PERSADARIAU, BATAM – Warga Pulau Rempang menggelar kegiatan tabur bunga, orasi dan atraksi budaya untuk memperingati setahun tragedi bentrokan yang terjadi pada 7 September 2023 lalu. Tabur bunga dilaksanakan tepat di lokasi bentrok antara masyarakat Pulau Rempang dengan 1.010 aparat gabungan di Kampung Tanjungkertang.

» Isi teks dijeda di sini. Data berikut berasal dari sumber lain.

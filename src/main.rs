use std::path::PathBuf;
use std::sync::Arc;

use anyhow::{bail, Context, Result};
use chrono::Utc;
use clap::{Parser, Subcommand};
use tracing_subscriber::{layer::SubscriberExt, util::SubscriberInitExt};

use league_dashboard::api::state::AppState;
use league_dashboard::calculate::{
    build_standings, compute_awards_with, filter_and_sort, upcoming_matches, LeaderboardQuery,
    PositionFilter, SortDirection, SortField,
};
use league_dashboard::config::AppConfig;
use league_dashboard::models::{AwardCategory, TeamId};
use league_dashboard::source::{create_source, Dataset, RowSource, SourceConfig};
use league_dashboard::storage::{EntityType, JsonlWriter};

#[derive(Parser)]
#[command(name = "league-dashboard")]
#[command(about = "Standings, awards races and player leaderboards for an esports league")]
#[command(version)]
struct Cli {
    /// Path to configuration file
    #[arg(long, default_value = "./config.toml")]
    config: PathBuf,

    /// Data directory path (overrides the config file)
    #[arg(long)]
    data_dir: Option<PathBuf>,

    /// Log level (trace, debug, info, warn, error)
    #[arg(long)]
    log_level: Option<String>,

    /// Output logs as JSON
    #[arg(long)]
    json_logs: bool,

    #[command(subcommand)]
    command: Commands,
}

#[derive(Subcommand)]
enum Commands {
    /// Start the API server
    Serve {
        /// Bind address
        #[arg(long)]
        host: Option<String>,

        /// Port number
        #[arg(long)]
        port: Option<u16>,
    },

    /// Print team standings
    Standings {
        /// Only the top N teams
        #[arg(long)]
        limit: Option<usize>,

        /// Print JSON instead of a table
        #[arg(long)]
        json: bool,
    },

    /// Print the awards races
    Awards {
        #[arg(long)]
        json: bool,
    },

    /// Print the player leaderboard
    Leaderboard {
        /// Gamertag or team name substring
        #[arg(long, default_value = "")]
        search: String,

        /// Position, or "all"
        #[arg(long, default_value = "all")]
        position: String,

        /// rank, name, team, ppg, rpg, apg, spg, bpg, fg, threePt, ft
        #[arg(long)]
        sort: Option<SortField>,

        /// asc or desc
        #[arg(long)]
        direction: Option<SortDirection>,

        #[arg(long, default_value = "25")]
        limit: usize,

        #[arg(long)]
        json: bool,
    },

    /// Show matches still to be played
    Upcoming {
        #[arg(long, default_value = "10")]
        limit: usize,
    },

    /// Copy raw rows from the hosted database into the data directory
    Import,
}

fn load_config(cli: &Cli) -> Result<AppConfig> {
    let mut config = if cli.config.exists() {
        AppConfig::from_file(&cli.config)
            .with_context(|| format!("loading {}", cli.config.display()))?
    } else {
        AppConfig::default()
    };

    if let Some(ref data_dir) = cli.data_dir {
        config.data_dir = data_dir.clone();
    }
    if let Some(ref level) = cli.log_level {
        config.log_level = level.clone();
    }
    Ok(config)
}

fn init_tracing(level: &str, json: bool) {
    let filter = tracing_subscriber::EnvFilter::try_from_default_env()
        .unwrap_or_else(|_| tracing_subscriber::EnvFilter::new(level));

    let json_layer = json.then(|| {
        tracing_subscriber::fmt::layer()
            .json()
            .with_writer(std::io::stderr)
    });
    let text_layer =
        (!json).then(|| tracing_subscriber::fmt::layer().with_writer(std::io::stderr));

    tracing_subscriber::registry()
        .with(filter)
        .with(json_layer)
        .with(text_layer)
        .init();
}

async fn load_dataset(config: &AppConfig) -> Result<Dataset> {
    let source = create_source(&config.source, &config.storage())?;
    Ok(Dataset::load(source.as_ref()).await?)
}

fn print_json<T: serde::Serialize>(value: &T) -> Result<()> {
    println!("{}", serde_json::to_string_pretty(value)?);
    Ok(())
}

#[tokio::main]
async fn main() -> Result<()> {
    let cli = Cli::parse();
    let config = load_config(&cli)?;

    init_tracing(&config.log_level, cli.json_logs);

    tracing::info!("Starting league-dashboard v{}", env!("CARGO_PKG_VERSION"));

    match cli.command {
        Commands::Serve { host, port } => {
            let host = host.unwrap_or_else(|| config.server.host.clone());
            let port = port.unwrap_or(config.server.port);

            let source = create_source(&config.source, &config.storage())?;
            tracing::info!("Serving rows from the {} source", source.name());

            let state = AppState::new(source, config);
            let app = league_dashboard::api::build_router(state);
            let addr = format!("{}:{}", host, port);
            let listener = tokio::net::TcpListener::bind(&addr).await?;
            tracing::info!("Dashboard API: http://{}/api", addr);
            axum::serve(listener, app).await?;
        }
        Commands::Standings { limit, json } => {
            let dataset = load_dataset(&config).await?;
            let mut standings = build_standings(&dataset.teams, &dataset.matches);
            if let Some(limit) = limit {
                standings.truncate(limit);
            }

            if json {
                return print_json(&standings);
            }

            println!(
                "{:>3}  {:<28} {:>3} {:>3} {:>3} {:>6}  {:>5} {:>5} {:>6}",
                "#", "Team", "GP", "W", "L", "Win%", "PF", "PA", "Diff"
            );
            for (idx, s) in standings.iter().enumerate() {
                println!(
                    "{:>3}  {:<28} {:>3} {:>3} {:>3} {:>5.1}%  {:>5} {:>5} {:>+6}",
                    idx + 1,
                    s.team.name,
                    s.record.games_played,
                    s.record.wins,
                    s.record.losses,
                    s.record.win_rate() * 100.0,
                    s.record.points_for,
                    s.record.points_against,
                    s.record.points_differential
                );
            }
        }
        Commands::Awards { json } => {
            let dataset = load_dataset(&config).await?;
            let awards = compute_awards_with(&dataset.players, &config.awards);

            if json {
                return print_json(&awards);
            }

            for category in AwardCategory::ALL {
                println!("\n{}", category.title());
                let race = awards.race(category);
                if race.is_empty() {
                    println!("  (no eligible players)");
                }
                for (idx, candidate) in race.iter().enumerate() {
                    println!(
                        "  {}. {:<20} {:<24} {:>7.2}",
                        idx + 1,
                        candidate.player.gamertag,
                        candidate.player.team_name,
                        candidate.rating()
                    );
                }
            }
        }
        Commands::Leaderboard {
            search,
            position,
            sort,
            direction,
            limit,
            json,
        } => {
            let dataset = load_dataset(&config).await?;
            let query = LeaderboardQuery {
                search_term: search,
                position_filter: position.parse().unwrap_or(PositionFilter::All),
                sort_field: sort.unwrap_or(config.leaderboard.default_sort),
                sort_direction: direction.unwrap_or(config.leaderboard.default_direction),
            };
            let mut rows = filter_and_sort(&dataset.players, &query);
            rows.truncate(limit);

            if json {
                return print_json(&rows);
            }

            println!(
                "{:<20} {:<24} {:<4} {:>5} {:>5} {:>5} {:>5} {:>5} {:>3}",
                "Player", "Team", "Pos", "PPG", "RPG", "APG", "SPG", "BPG", "GP"
            );
            for p in rows {
                println!(
                    "{:<20} {:<24} {:<4} {:>5.1} {:>5.1} {:>5.1} {:>5.1} {:>5.1} {:>3}",
                    p.gamertag,
                    p.team_name,
                    p.position.as_deref().unwrap_or("-"),
                    p.points_per_game,
                    p.rebounds_per_game,
                    p.assists_per_game,
                    p.steals_per_game,
                    p.blocks_per_game,
                    p.games_played
                );
            }
        }
        Commands::Upcoming { limit } => {
            let dataset = load_dataset(&config).await?;
            let name = |id: &Option<TeamId>| {
                id.as_ref()
                    .and_then(|id| dataset.team(id))
                    .map(|t| t.name.as_str())
                    .unwrap_or("TBD")
            };

            for m in upcoming_matches(&dataset.matches, Utc::now()).into_iter().take(limit) {
                let when = m
                    .played_at
                    .map(|t| t.format("%Y-%m-%d %H:%M").to_string())
                    .unwrap_or_else(|| "unscheduled".to_string());
                println!(
                    "{:<17} {} vs {}{}",
                    when,
                    name(&m.team_a_id),
                    name(&m.team_b_id),
                    m.stage.as_deref().map(|s| format!(" ({})", s)).unwrap_or_default()
                );
            }
        }
        Commands::Import => {
            if config.source == SourceConfig::Jsonl {
                bail!("import needs a [source] section with kind = \"rest\"");
            }
            let source = create_source(&config.source, &config.storage())?;
            import(source, &config).await?;
        }
    }

    Ok(())
}

async fn import(source: Arc<dyn RowSource>, config: &AppConfig) -> Result<()> {
    let storage = config.storage();
    let (teams, matches, players) =
        tokio::try_join!(source.teams(), source.matches(), source.players())?;

    for entity in EntityType::ALL {
        let written = match entity {
            EntityType::Team => JsonlWriter::for_entity(&storage, entity).write_all(&teams)?,
            EntityType::Match => JsonlWriter::for_entity(&storage, entity).write_all(&matches)?,
            EntityType::Player => JsonlWriter::for_entity(&storage, entity).write_all(&players)?,
        };
        println!("{:<14} {} rows", entity.filename(), written);
    }

    tracing::info!("Import into {} complete", storage.data_dir.display());
    Ok(())
}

Sebelum itu, masyarakat Rempang menggelar pawai. Iring-iringan kendaraan dilakukan mulai dari Simpang Dapur Enam, sampai ke Tanjungkertang
Prosesi tabur bunga dilaksanakan sekitar pukul 15.00 WIB. Ibu-ibu yang hadir langsung turun dari kendaraan sambil membawa bunga, menaburkan di jalan persis di Jembatan 4 Barelang.
Saat bentrokan terjadi pada 7 September 2023 lalu, aparat gabungan menghujani warga dengan seprotan air, gas air mata dan peluru karet. Menyebabkan anak-anak, perempuan dan orangtua menjadi korban. Beberapa diantaranya harus dilarikan ke rumah sakit karena sesak napas dan mengalami luka.
Sesudah prosesi tabur bunga, warga kemudian duduk melingkar, memanjatkan doa, berharap agar perjuangan mempertahankan kampung, membuahkan hasil yang berpihak pada masyarakat.
“Di sinilah, kami mengingat setahun yang lalu, sakitnya hati kami atas perlakuan aparat,” kata Miswadi, warga Pulau Rempang yang ambil bagian dalam kegiatan tabur bunga ini.
“Kami sudah satu tahun berjuang. Dan kami akan terus berjuang.”
Konvoi warga kemudian bergeser ke lapangan Sepakbola Kampung Sembulang. Di sana warga Rempang menggelar Solat Hajat seusai bersama-sama menunaikan ibadah Solat Magrib.
Warga memgirimkan doa agar diberikan kekuatan untuk tegar berjuang menjaga eksistensi kampung-kampung di pulau Rempang. Mereka juga iringkan doa untuk leluhur mereka. Orang-orang yang sebelumnya lebih dulu berjuang menjaga ruang hidup yang kini ditempati warga.
Acara kemudian berlanjut dengan orasi bersama. Warga menyalakan obor dan flash smartphone bersama orasi bersama yang mereka ikrarkan. Dibimbing salah satu warga, masyarakat Rempang yang hadir berorasi dengan membacakan Sumpah Masyarakat Rempang.
Berikut isi sumpah yang diutarakan warga:
Sumpah Rakyat Rempang Galang
Kami rakyat Rempang Galang bersumpah
Bertanah air satu, tanah air tanpa penindasan
Berbangsa satu, bangsa yang gandrung akan keadilan
Berbahasa satu, bahasa tolak relokasi
Teriakan warga menggema. Mereka bersemangat memekikkan penggal demi penggal isi Sumpah Rakyat Rempang Galang ini.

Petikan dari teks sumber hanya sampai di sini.